Check every line of the entries below for "calling", and copy the lines that have it.
+++ EXCERPTED RECORDS
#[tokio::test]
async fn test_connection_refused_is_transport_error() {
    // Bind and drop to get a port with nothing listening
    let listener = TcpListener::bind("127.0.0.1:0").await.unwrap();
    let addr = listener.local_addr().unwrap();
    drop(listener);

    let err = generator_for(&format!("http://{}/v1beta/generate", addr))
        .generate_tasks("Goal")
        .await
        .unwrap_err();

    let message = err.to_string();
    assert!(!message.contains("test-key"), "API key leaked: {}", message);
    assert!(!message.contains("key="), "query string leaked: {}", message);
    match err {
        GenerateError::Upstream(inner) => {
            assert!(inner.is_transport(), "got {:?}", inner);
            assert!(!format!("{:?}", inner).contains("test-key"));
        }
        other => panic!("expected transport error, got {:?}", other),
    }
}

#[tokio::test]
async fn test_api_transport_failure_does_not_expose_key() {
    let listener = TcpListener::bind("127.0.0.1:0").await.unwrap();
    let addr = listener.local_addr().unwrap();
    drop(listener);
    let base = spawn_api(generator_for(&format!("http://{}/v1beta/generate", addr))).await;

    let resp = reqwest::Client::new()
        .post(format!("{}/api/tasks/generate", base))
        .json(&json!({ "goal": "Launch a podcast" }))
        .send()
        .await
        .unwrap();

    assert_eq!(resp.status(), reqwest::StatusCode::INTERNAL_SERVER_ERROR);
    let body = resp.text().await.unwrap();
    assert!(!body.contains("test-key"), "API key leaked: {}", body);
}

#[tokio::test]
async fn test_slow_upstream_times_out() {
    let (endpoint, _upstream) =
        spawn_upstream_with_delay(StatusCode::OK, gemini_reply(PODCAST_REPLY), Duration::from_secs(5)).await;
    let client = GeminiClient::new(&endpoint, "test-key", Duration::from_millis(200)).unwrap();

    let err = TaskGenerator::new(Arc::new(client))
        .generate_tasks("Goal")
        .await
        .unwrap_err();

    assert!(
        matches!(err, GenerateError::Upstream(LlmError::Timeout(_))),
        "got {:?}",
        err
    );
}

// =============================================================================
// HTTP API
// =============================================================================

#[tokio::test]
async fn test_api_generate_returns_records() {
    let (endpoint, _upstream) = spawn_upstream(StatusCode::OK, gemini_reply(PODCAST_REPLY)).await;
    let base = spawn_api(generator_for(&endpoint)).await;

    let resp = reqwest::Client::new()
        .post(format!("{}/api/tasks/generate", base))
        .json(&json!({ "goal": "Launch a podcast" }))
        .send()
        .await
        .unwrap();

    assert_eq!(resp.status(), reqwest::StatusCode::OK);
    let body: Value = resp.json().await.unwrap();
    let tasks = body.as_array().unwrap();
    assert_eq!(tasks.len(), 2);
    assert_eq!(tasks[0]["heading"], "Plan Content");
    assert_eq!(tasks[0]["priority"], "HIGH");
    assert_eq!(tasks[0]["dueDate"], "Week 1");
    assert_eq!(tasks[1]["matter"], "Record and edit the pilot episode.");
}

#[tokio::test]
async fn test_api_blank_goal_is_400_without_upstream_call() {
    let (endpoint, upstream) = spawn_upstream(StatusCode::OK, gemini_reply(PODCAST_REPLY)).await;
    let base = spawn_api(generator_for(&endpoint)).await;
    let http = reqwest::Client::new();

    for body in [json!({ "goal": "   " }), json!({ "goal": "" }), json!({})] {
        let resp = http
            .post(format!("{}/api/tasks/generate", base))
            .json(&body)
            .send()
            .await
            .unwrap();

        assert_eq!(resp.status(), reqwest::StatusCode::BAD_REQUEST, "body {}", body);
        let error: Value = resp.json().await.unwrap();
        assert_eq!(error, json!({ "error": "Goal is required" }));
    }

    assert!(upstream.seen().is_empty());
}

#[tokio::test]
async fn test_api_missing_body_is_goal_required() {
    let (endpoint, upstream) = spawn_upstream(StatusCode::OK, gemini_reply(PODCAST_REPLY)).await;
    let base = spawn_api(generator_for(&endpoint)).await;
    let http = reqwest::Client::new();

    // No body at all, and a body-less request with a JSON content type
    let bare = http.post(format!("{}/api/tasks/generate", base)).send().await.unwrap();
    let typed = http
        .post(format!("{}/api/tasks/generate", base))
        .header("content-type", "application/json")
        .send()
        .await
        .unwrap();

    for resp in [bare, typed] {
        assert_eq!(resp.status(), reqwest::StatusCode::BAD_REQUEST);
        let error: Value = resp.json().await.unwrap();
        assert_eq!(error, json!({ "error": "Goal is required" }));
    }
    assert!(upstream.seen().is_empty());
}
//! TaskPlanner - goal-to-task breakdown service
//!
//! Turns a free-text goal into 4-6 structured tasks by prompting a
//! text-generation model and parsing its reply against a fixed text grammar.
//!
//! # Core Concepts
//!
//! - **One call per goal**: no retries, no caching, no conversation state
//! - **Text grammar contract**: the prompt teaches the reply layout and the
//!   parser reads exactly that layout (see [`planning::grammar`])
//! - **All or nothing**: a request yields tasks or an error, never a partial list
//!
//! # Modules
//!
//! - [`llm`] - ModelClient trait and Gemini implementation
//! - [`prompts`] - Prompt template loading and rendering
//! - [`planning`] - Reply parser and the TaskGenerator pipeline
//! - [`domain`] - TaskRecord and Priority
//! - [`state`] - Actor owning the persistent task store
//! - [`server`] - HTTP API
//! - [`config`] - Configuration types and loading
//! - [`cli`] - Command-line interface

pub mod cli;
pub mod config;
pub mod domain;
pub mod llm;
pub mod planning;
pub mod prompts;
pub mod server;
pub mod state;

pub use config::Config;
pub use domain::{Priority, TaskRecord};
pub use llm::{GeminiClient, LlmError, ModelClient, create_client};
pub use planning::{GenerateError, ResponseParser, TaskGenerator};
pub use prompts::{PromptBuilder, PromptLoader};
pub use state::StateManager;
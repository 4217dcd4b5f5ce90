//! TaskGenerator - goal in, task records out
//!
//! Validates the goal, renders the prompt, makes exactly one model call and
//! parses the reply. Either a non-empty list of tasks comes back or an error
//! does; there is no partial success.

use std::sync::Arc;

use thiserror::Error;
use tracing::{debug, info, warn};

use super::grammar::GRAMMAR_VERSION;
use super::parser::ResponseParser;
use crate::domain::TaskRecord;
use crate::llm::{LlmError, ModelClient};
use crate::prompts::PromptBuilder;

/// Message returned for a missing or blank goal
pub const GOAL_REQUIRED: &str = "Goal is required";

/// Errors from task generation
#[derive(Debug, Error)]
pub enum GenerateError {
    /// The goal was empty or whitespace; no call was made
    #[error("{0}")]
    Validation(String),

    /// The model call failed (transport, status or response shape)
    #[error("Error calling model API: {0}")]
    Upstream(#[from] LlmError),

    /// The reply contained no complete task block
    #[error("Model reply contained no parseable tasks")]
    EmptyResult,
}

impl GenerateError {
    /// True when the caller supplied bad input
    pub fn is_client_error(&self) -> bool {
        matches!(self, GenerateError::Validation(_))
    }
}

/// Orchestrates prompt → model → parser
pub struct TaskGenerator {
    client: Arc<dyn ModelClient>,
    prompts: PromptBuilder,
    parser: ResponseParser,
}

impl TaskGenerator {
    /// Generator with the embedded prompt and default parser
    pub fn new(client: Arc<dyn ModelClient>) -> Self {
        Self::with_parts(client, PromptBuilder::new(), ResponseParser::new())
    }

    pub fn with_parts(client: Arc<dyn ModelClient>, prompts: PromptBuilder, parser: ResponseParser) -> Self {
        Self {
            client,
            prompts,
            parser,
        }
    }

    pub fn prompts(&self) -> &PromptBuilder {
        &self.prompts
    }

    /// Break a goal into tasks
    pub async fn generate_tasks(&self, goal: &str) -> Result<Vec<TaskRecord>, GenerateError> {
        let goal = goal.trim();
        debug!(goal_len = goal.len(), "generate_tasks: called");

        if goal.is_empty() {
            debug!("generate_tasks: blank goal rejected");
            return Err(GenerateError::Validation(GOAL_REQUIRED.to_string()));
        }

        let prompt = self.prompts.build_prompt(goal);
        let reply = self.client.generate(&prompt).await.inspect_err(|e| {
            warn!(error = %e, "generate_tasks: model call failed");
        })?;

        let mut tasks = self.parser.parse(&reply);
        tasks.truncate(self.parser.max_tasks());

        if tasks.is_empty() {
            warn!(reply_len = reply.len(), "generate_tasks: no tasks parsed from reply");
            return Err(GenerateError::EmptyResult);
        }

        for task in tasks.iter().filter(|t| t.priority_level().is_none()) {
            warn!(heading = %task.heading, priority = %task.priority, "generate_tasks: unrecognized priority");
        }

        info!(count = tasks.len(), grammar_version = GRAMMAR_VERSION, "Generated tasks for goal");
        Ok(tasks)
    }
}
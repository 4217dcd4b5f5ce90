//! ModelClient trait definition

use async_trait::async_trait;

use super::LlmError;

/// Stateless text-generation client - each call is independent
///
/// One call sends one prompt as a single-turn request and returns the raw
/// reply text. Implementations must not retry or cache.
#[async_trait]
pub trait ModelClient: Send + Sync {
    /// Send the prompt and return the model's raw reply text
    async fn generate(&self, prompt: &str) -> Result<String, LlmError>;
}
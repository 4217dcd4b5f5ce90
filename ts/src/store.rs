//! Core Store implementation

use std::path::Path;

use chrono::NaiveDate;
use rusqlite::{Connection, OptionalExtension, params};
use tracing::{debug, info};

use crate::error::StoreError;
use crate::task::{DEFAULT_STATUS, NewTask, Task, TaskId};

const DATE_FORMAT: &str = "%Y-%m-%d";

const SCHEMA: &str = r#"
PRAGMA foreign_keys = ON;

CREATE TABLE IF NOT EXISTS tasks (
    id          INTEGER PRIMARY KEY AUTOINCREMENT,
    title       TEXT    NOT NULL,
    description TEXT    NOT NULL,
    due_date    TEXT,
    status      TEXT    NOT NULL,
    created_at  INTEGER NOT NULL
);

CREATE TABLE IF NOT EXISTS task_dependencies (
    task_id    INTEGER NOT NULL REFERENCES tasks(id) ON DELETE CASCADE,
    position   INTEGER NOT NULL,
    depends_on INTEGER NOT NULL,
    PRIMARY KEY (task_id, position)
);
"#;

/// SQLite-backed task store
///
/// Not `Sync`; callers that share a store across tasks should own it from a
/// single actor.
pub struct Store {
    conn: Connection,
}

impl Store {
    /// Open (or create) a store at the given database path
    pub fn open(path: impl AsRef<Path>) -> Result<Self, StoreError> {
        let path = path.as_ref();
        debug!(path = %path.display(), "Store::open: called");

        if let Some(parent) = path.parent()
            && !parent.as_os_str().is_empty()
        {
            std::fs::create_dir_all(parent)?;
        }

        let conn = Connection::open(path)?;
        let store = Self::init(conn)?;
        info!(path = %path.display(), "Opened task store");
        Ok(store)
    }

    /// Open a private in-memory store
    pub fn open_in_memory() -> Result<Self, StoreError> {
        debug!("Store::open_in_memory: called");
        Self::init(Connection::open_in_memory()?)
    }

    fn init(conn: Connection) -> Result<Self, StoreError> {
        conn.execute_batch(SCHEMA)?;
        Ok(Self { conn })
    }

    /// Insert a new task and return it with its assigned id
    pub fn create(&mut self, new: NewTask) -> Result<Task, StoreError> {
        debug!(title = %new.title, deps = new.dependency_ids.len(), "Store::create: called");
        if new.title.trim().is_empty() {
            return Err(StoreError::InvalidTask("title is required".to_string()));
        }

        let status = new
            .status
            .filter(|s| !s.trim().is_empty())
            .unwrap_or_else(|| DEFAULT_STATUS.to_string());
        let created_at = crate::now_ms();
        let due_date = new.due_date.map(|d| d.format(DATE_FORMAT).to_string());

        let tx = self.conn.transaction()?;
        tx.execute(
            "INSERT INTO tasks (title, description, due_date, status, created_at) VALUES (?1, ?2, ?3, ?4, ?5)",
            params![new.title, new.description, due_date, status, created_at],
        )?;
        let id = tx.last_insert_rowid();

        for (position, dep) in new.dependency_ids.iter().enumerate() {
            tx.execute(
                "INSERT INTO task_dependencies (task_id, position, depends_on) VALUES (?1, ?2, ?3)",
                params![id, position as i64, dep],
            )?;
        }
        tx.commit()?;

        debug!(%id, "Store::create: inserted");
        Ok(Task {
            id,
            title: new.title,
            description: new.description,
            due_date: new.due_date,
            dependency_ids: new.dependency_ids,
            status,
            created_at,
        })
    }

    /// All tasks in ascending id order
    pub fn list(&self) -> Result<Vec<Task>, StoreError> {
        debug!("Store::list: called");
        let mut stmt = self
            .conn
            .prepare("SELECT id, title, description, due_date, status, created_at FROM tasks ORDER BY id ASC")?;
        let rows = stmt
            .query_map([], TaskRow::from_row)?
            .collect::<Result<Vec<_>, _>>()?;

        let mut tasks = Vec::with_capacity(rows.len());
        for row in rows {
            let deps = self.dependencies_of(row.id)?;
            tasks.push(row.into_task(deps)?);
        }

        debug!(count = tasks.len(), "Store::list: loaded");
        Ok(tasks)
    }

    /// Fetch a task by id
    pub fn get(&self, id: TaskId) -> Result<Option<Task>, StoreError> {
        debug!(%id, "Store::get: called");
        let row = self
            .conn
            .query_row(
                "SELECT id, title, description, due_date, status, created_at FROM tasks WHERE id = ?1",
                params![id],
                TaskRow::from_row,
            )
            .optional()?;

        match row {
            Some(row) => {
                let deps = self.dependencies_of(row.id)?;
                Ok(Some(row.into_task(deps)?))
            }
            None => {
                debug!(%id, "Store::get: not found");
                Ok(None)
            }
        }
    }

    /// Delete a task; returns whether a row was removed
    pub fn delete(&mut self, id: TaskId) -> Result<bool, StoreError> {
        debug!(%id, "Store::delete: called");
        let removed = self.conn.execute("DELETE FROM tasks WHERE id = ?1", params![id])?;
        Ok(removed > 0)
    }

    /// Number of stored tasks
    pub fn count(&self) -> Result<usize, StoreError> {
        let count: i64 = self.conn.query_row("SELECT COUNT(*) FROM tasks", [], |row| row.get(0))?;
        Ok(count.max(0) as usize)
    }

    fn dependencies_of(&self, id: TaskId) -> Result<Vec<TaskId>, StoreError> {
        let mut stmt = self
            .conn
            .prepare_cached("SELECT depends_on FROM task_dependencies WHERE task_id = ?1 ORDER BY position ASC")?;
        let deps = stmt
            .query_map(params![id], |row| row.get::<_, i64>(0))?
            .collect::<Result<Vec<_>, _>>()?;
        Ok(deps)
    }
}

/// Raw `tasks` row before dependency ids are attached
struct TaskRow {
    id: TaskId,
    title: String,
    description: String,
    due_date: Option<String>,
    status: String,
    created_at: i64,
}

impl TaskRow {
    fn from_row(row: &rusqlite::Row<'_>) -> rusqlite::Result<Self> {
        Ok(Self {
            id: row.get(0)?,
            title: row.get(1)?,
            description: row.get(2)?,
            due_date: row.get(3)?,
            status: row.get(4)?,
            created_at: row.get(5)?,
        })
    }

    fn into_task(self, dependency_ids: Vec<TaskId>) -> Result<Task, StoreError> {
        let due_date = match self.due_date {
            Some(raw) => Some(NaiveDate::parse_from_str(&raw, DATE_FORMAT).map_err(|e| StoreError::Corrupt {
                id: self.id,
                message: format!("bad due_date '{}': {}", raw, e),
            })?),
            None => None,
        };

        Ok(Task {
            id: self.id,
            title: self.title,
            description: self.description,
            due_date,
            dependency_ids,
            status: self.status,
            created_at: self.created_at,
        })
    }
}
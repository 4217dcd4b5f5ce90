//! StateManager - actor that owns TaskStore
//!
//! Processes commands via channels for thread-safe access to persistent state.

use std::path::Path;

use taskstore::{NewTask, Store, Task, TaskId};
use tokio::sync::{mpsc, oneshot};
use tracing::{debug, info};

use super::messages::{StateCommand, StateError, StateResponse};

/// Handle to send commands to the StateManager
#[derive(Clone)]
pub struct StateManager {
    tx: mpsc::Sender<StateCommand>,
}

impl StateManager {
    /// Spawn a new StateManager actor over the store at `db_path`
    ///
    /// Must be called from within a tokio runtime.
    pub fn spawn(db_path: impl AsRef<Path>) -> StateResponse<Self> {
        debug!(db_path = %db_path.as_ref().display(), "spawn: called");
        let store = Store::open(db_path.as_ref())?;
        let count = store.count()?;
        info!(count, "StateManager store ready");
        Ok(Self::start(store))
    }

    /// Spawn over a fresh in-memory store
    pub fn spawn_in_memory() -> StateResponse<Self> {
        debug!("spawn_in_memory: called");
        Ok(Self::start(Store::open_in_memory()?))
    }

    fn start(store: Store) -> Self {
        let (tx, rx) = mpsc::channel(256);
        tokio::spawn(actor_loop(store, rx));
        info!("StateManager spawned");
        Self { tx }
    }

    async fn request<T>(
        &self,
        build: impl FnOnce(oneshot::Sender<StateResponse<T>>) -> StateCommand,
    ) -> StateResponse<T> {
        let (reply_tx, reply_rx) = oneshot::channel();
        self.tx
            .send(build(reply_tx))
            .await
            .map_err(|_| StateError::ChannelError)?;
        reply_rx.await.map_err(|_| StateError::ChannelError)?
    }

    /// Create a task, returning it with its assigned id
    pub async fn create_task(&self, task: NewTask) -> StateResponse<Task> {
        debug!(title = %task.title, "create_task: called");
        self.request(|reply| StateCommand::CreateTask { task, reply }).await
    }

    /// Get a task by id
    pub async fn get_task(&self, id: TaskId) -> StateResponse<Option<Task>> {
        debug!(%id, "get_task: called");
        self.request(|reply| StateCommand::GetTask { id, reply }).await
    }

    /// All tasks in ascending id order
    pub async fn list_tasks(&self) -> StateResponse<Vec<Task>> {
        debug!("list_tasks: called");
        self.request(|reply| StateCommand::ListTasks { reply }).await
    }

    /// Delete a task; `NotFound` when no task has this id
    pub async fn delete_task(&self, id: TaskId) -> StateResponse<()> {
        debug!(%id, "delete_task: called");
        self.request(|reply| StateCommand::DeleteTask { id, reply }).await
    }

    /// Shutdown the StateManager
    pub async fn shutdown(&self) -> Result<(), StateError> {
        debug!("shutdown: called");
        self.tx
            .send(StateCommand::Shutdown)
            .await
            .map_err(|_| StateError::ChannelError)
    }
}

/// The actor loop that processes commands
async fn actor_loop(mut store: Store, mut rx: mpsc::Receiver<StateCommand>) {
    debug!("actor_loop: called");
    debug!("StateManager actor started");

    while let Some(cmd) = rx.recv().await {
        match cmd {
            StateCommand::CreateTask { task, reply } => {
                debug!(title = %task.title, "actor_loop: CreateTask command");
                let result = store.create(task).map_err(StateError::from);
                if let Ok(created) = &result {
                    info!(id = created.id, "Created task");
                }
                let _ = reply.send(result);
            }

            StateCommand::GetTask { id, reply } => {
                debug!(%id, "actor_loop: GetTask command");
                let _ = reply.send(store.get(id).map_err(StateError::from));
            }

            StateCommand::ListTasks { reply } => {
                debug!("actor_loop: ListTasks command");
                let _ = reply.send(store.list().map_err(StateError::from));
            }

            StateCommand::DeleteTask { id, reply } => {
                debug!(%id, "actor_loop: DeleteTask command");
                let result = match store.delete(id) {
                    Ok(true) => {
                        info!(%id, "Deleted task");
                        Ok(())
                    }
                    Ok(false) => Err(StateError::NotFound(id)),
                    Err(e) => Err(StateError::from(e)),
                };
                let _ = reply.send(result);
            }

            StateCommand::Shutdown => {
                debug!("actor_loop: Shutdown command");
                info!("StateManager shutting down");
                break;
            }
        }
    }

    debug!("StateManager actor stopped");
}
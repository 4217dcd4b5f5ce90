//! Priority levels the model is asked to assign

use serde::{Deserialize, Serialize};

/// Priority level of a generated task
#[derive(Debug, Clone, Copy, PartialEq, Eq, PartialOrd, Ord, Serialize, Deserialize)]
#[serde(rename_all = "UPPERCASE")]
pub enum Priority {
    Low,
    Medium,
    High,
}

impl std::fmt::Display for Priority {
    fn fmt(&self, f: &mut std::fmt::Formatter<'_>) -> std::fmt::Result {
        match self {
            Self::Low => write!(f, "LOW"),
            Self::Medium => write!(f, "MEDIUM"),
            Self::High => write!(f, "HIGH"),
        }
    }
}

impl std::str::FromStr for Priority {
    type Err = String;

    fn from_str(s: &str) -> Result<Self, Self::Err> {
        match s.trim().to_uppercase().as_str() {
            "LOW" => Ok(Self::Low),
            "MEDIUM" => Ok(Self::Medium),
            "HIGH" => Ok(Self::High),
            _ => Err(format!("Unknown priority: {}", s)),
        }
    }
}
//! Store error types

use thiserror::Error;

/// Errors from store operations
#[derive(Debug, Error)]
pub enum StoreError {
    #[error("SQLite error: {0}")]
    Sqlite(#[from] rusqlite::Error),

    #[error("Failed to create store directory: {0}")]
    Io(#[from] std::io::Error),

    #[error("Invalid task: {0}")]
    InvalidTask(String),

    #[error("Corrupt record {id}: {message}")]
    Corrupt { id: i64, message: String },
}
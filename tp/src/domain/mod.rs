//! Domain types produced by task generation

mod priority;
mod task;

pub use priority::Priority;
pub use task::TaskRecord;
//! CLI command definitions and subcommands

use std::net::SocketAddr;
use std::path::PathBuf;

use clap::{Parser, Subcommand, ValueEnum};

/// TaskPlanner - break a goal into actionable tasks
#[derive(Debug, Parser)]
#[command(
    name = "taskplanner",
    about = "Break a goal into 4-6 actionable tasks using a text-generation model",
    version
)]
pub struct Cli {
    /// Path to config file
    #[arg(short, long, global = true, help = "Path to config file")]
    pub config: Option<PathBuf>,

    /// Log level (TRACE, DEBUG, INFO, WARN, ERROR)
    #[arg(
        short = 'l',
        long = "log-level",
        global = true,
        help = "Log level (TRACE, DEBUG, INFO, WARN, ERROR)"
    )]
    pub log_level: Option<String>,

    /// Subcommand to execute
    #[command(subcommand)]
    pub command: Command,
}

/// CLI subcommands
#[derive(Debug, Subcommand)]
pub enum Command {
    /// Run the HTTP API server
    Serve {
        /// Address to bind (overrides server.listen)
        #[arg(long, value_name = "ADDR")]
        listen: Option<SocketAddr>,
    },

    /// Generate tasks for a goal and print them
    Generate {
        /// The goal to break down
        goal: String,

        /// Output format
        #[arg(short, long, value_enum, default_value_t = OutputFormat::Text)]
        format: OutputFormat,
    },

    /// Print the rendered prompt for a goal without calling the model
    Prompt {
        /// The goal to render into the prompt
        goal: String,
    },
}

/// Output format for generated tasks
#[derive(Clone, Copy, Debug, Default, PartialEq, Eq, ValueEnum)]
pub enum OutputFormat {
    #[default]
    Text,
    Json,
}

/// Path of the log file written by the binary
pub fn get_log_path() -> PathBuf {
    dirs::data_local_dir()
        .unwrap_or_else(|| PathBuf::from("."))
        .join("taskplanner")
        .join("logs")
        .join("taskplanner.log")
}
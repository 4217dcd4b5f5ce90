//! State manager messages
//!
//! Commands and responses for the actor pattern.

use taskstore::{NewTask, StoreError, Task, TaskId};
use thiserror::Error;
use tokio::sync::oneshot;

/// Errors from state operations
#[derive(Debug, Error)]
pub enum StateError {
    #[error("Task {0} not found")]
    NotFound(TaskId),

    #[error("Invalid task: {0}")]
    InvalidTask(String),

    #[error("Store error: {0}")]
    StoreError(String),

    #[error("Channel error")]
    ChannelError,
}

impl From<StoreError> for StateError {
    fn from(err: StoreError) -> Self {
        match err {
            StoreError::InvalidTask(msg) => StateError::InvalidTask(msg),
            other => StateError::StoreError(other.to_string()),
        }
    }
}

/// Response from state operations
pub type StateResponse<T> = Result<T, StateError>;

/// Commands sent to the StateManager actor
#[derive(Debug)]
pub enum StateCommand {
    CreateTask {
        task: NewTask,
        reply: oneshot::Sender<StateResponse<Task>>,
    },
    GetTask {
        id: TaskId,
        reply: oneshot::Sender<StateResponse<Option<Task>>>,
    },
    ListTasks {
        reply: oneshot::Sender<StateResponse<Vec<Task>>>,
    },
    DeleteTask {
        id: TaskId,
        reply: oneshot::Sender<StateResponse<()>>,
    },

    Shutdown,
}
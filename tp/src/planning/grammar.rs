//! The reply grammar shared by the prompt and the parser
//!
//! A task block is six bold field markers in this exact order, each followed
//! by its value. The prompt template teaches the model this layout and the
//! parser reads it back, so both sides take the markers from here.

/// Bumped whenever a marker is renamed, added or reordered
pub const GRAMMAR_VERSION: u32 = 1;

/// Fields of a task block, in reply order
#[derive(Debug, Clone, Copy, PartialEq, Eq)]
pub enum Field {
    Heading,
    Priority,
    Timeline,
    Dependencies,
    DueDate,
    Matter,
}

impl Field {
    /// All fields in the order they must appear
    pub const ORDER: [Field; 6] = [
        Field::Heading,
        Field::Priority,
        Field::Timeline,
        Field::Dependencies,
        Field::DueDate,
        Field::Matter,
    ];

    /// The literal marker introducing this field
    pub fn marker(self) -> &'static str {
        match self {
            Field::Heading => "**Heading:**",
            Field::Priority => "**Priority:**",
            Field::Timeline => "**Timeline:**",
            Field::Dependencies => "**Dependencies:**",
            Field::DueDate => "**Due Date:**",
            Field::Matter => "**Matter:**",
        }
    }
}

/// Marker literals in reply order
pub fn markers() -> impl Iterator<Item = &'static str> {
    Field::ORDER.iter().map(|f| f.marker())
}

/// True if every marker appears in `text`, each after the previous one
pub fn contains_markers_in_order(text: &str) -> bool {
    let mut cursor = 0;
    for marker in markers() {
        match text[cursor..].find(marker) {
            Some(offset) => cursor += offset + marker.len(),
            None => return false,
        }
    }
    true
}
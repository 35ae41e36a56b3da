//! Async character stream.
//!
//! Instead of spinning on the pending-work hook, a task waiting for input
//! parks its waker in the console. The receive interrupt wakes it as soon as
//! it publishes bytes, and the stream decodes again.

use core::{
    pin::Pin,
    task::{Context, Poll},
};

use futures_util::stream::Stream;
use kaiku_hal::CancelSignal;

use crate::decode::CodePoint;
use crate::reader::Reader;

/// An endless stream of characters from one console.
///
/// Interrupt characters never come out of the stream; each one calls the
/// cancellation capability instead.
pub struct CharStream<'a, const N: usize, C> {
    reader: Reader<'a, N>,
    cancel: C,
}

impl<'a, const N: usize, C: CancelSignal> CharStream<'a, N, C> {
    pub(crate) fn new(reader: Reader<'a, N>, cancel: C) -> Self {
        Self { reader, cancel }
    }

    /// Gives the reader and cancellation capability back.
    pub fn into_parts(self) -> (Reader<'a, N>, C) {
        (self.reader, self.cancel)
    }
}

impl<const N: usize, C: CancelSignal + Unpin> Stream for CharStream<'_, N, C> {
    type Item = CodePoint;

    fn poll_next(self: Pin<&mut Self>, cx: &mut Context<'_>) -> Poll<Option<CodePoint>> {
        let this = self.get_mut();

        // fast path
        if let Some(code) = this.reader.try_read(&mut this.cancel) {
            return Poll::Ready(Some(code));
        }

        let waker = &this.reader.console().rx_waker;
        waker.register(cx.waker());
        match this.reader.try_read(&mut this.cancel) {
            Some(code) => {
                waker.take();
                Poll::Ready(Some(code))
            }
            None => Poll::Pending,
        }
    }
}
++++++
_ANSWER TO THIS PROBLEM_.
    #[error("Error calling model API: {0}")]
    /// Print the rendered prompt for a goal without calling the model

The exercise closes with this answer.